Exercise directions:
Write out exactly the lines of the entries below from the one holding "filename src/planner/parser.rs" to the one holding "never an error.", inclusive, and leave out all other lines.

Provided data:
********************
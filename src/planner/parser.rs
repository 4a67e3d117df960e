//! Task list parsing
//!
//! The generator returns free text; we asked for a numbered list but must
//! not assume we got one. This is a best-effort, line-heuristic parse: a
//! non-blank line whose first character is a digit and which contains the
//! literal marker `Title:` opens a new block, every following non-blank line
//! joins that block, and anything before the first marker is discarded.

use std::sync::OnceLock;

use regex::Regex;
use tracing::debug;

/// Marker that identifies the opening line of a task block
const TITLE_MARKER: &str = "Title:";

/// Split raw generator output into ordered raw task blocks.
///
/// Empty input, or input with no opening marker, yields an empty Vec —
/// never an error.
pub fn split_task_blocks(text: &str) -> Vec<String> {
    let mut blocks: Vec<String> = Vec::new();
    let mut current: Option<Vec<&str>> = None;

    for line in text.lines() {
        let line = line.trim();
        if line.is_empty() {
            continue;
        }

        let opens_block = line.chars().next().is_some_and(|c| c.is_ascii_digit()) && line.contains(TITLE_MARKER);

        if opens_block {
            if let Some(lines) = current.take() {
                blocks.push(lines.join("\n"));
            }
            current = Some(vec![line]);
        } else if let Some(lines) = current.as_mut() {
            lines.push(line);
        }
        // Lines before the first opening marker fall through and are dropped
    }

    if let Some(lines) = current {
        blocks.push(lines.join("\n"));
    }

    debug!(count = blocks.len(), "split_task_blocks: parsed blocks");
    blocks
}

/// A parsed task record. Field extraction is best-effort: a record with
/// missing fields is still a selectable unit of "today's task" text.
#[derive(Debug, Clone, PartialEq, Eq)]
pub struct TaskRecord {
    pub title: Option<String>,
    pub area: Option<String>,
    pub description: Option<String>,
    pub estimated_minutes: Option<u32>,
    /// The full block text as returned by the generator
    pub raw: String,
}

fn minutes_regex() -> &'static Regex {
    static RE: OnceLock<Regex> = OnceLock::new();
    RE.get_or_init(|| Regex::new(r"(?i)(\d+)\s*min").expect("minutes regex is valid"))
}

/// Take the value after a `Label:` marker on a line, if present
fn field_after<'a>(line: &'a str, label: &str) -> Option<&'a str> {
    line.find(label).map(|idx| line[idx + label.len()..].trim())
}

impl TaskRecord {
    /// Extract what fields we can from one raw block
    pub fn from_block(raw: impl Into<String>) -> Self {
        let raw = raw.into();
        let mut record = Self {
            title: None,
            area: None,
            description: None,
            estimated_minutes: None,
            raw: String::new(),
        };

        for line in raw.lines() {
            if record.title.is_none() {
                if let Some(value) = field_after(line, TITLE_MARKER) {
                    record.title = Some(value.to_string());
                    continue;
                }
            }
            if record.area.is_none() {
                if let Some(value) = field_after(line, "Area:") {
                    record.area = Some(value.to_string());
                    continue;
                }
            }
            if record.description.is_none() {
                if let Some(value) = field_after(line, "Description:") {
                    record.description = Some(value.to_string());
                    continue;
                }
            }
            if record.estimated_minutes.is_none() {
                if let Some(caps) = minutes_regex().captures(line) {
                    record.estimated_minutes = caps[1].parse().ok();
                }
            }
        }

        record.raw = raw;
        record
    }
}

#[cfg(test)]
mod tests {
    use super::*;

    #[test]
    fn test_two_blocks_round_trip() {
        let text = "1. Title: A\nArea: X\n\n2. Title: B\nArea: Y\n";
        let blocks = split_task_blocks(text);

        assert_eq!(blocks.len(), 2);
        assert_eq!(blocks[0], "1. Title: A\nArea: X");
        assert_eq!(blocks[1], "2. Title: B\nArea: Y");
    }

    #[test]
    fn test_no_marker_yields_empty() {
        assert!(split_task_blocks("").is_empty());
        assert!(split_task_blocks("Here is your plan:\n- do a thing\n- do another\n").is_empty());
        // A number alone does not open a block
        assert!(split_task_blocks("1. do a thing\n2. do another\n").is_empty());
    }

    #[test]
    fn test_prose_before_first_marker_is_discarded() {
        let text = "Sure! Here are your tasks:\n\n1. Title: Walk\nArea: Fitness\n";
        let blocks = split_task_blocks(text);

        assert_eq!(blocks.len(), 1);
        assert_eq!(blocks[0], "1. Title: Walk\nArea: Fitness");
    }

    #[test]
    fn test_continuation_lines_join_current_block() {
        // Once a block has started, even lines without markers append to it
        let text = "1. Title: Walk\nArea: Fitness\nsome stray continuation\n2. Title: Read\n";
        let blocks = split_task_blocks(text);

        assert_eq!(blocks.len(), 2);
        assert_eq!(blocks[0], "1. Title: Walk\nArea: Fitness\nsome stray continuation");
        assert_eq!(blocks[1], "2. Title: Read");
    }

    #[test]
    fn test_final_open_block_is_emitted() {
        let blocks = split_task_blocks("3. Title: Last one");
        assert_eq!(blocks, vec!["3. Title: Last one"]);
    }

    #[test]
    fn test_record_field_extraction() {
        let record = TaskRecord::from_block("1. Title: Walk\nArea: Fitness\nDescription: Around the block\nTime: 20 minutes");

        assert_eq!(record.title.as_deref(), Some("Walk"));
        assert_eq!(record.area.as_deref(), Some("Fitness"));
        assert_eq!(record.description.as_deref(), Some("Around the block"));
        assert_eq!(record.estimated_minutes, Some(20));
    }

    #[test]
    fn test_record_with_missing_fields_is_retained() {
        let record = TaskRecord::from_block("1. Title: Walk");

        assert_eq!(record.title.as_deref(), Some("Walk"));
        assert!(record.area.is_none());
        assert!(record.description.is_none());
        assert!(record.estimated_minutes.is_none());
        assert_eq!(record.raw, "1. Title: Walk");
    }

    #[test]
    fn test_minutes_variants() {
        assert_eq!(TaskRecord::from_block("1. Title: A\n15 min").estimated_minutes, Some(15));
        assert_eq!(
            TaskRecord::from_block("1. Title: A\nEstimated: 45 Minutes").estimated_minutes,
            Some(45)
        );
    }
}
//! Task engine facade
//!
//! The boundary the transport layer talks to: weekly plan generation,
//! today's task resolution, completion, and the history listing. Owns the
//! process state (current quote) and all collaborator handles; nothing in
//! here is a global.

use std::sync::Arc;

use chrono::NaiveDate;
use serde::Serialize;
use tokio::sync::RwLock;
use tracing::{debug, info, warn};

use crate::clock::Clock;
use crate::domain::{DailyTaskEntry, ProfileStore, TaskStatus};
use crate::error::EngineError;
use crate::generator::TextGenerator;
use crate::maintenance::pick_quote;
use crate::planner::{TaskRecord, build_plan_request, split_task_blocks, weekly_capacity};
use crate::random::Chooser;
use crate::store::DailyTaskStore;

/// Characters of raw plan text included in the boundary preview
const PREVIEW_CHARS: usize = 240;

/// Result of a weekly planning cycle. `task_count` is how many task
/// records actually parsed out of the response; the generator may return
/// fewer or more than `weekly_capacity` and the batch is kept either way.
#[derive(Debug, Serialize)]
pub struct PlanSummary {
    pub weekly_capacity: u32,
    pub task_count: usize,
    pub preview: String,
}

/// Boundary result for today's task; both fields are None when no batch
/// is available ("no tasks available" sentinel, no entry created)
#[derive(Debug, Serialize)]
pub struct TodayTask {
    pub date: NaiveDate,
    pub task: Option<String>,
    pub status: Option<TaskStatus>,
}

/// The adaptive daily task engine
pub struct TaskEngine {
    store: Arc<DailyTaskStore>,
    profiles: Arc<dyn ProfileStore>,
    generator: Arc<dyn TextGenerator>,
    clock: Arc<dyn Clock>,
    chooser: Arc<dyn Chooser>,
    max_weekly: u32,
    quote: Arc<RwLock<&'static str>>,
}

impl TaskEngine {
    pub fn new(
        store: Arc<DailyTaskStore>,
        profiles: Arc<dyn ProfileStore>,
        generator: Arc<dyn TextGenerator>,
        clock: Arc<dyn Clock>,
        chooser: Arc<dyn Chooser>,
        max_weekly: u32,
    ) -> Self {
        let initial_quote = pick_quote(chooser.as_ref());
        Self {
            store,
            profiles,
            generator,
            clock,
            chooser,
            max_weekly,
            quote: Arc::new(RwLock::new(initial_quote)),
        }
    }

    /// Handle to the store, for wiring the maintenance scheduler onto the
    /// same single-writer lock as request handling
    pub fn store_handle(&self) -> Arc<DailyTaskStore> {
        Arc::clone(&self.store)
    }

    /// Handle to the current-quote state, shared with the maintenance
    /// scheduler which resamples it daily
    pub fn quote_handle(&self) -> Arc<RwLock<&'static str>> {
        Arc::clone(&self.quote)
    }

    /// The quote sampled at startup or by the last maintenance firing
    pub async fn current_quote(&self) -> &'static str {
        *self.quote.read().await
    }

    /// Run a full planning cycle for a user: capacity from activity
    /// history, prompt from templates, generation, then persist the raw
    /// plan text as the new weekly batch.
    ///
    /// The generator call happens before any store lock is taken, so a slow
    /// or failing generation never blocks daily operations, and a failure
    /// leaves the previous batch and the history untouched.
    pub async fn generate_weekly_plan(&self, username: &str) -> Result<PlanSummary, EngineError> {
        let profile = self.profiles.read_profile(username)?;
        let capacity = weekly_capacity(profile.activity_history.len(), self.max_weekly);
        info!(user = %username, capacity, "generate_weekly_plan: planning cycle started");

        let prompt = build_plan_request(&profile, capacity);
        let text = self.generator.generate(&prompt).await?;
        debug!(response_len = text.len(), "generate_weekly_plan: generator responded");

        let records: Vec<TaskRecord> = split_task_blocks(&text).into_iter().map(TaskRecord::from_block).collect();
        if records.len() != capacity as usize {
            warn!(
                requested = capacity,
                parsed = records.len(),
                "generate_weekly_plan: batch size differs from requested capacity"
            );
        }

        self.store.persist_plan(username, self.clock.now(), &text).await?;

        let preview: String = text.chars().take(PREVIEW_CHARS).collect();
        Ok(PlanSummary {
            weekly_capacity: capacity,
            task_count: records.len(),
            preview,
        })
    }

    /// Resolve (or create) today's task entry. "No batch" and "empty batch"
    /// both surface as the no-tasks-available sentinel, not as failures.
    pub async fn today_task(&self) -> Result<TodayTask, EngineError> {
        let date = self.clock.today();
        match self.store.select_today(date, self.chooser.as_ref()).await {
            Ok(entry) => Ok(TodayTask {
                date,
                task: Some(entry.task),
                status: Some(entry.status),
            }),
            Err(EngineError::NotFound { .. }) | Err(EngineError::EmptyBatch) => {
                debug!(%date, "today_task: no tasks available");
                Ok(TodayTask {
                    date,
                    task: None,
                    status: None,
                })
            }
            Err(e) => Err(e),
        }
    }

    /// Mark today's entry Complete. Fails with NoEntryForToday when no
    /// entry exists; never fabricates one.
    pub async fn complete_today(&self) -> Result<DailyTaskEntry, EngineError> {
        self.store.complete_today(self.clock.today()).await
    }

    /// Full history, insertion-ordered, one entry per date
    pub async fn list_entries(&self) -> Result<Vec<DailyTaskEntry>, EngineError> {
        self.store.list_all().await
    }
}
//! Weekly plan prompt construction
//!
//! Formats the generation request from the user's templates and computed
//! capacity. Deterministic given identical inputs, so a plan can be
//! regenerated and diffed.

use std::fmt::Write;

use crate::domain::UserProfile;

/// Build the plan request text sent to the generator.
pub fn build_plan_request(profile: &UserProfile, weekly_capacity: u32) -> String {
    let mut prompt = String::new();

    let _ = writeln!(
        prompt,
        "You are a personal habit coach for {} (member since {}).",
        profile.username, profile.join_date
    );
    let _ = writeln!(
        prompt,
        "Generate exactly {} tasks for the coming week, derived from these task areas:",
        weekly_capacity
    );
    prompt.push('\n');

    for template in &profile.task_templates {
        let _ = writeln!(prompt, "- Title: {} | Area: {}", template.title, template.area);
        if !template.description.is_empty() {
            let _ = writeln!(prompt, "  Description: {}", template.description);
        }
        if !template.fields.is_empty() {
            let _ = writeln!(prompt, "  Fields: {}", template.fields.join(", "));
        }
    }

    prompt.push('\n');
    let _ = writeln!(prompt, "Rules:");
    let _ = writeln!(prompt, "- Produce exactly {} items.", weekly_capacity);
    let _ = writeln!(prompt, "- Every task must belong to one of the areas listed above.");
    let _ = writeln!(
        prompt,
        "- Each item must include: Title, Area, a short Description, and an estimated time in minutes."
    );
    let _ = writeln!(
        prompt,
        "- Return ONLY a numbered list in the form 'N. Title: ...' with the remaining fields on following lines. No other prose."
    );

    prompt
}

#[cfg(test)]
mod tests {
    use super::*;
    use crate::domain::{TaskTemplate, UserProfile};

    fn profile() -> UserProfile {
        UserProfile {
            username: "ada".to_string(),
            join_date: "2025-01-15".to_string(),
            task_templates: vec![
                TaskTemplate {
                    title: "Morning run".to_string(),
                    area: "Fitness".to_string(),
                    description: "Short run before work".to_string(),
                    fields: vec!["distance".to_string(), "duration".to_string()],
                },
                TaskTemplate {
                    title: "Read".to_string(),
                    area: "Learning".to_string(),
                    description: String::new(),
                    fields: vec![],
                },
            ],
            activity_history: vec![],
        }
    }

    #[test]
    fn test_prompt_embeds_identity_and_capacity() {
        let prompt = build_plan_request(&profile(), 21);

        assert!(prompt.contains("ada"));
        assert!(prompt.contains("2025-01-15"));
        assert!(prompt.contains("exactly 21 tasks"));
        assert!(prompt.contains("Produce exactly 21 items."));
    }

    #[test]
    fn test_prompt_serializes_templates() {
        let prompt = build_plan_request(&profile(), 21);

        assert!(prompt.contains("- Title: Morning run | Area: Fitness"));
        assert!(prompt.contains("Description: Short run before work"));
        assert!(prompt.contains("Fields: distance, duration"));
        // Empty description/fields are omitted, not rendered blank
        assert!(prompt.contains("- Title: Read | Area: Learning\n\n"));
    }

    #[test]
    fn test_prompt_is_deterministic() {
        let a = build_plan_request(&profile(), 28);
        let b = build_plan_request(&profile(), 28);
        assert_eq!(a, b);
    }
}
********************
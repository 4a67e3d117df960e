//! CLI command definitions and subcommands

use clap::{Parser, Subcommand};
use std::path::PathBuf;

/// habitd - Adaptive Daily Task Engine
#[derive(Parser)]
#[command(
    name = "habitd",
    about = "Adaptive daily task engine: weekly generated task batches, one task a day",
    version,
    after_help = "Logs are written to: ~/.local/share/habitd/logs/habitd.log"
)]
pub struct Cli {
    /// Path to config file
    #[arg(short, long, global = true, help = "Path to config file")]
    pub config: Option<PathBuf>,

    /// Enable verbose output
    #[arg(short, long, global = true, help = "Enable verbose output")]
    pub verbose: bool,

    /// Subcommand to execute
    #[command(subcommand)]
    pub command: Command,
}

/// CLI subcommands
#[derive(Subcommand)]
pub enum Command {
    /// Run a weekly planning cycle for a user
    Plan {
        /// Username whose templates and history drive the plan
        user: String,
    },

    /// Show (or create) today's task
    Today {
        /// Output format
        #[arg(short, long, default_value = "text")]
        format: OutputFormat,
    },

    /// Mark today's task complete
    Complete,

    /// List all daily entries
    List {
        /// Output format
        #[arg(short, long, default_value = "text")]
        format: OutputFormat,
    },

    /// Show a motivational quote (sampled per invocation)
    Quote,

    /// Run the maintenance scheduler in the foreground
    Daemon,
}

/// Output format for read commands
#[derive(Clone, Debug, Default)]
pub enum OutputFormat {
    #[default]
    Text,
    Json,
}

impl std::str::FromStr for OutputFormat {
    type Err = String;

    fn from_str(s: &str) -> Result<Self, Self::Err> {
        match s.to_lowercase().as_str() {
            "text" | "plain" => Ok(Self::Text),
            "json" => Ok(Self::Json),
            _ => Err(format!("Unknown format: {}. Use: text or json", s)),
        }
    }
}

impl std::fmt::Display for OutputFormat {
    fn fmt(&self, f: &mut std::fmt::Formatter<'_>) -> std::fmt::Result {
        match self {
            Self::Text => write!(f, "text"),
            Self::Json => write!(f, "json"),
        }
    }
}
********************
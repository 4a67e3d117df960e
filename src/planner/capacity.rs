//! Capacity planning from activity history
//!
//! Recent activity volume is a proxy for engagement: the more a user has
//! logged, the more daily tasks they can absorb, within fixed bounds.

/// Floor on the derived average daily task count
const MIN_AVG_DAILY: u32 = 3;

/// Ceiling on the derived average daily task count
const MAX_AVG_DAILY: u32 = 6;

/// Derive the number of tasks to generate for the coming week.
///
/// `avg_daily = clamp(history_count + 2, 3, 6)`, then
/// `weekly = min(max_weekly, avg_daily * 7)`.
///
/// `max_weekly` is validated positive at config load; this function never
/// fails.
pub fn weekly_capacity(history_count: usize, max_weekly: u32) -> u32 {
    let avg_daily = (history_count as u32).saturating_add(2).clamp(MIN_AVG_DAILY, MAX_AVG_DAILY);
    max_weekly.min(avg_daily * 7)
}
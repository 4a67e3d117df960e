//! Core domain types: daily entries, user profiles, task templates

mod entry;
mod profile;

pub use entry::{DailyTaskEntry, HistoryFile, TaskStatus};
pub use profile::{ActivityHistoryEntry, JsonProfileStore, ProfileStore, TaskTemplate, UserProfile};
********************
Task answer:
filename src/planner/parser.rs
repository 4a67e3d117df960e
//! Task list parsing
//!
//! The generator returns free text; we asked for a numbered list but must
//! not assume we got one. This is a best-effort, line-heuristic parse: a
//! non-blank line whose first character is a digit and which contains the
//! literal marker `Title:` opens a new block, every following non-blank line
//! joins that block, and anything before the first marker is discarded.

use std::sync::OnceLock;

use regex::Regex;
use tracing::debug;

/// Marker that identifies the opening line of a task block
const TITLE_MARKER: &str = "Title:";

/// Split raw generator output into ordered raw task blocks.
///
/// Empty input, or input with no opening marker, yields an empty Vec —
/// never an error.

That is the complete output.